▶ [Work to complete] Reproduce the top of the data verbatim, through and including the line that contains "let bytes = encode_indices_u32(&indices);".

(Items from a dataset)
-- -- --
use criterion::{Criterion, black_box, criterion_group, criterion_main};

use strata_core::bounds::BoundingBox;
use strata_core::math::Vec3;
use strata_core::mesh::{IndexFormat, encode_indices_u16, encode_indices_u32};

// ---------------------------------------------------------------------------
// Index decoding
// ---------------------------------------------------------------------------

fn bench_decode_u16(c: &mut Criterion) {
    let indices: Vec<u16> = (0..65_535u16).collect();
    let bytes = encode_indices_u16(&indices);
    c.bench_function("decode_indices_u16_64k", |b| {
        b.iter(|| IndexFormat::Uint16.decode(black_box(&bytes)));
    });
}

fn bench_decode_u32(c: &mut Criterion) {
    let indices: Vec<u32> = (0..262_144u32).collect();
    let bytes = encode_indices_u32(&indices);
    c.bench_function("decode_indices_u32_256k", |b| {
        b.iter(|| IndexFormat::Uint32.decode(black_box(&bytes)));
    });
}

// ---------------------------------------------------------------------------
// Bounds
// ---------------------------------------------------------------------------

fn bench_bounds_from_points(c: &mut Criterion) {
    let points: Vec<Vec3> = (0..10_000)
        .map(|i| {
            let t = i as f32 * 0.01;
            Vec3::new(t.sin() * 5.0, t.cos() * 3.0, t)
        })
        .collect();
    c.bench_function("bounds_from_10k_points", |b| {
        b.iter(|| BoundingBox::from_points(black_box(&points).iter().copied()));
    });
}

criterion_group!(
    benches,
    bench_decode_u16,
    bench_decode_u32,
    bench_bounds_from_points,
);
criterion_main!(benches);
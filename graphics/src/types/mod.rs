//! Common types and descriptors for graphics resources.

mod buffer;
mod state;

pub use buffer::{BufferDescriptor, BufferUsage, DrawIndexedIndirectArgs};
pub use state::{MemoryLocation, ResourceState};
-- -- --
▶ [Finished exercise]
use criterion::{Criterion, black_box, criterion_group, criterion_main};

use strata_core::bounds::BoundingBox;
use strata_core::math::Vec3;
use strata_core::mesh::{IndexFormat, encode_indices_u16, encode_indices_u32};

// ---------------------------------------------------------------------------
// Index decoding
// ---------------------------------------------------------------------------

fn bench_decode_u16(c: &mut Criterion) {
    let indices: Vec<u16> = (0..65_535u16).collect();
    let bytes = encode_indices_u16(&indices);
    c.bench_function("decode_indices_u16_64k", |b| {
        b.iter(|| IndexFormat::Uint16.decode(black_box(&bytes)));
    });
}

fn bench_decode_u32(c: &mut Criterion) {
    let indices: Vec<u32> = (0..262_144u32).collect();
    let bytes = encode_indices_u32(&indices);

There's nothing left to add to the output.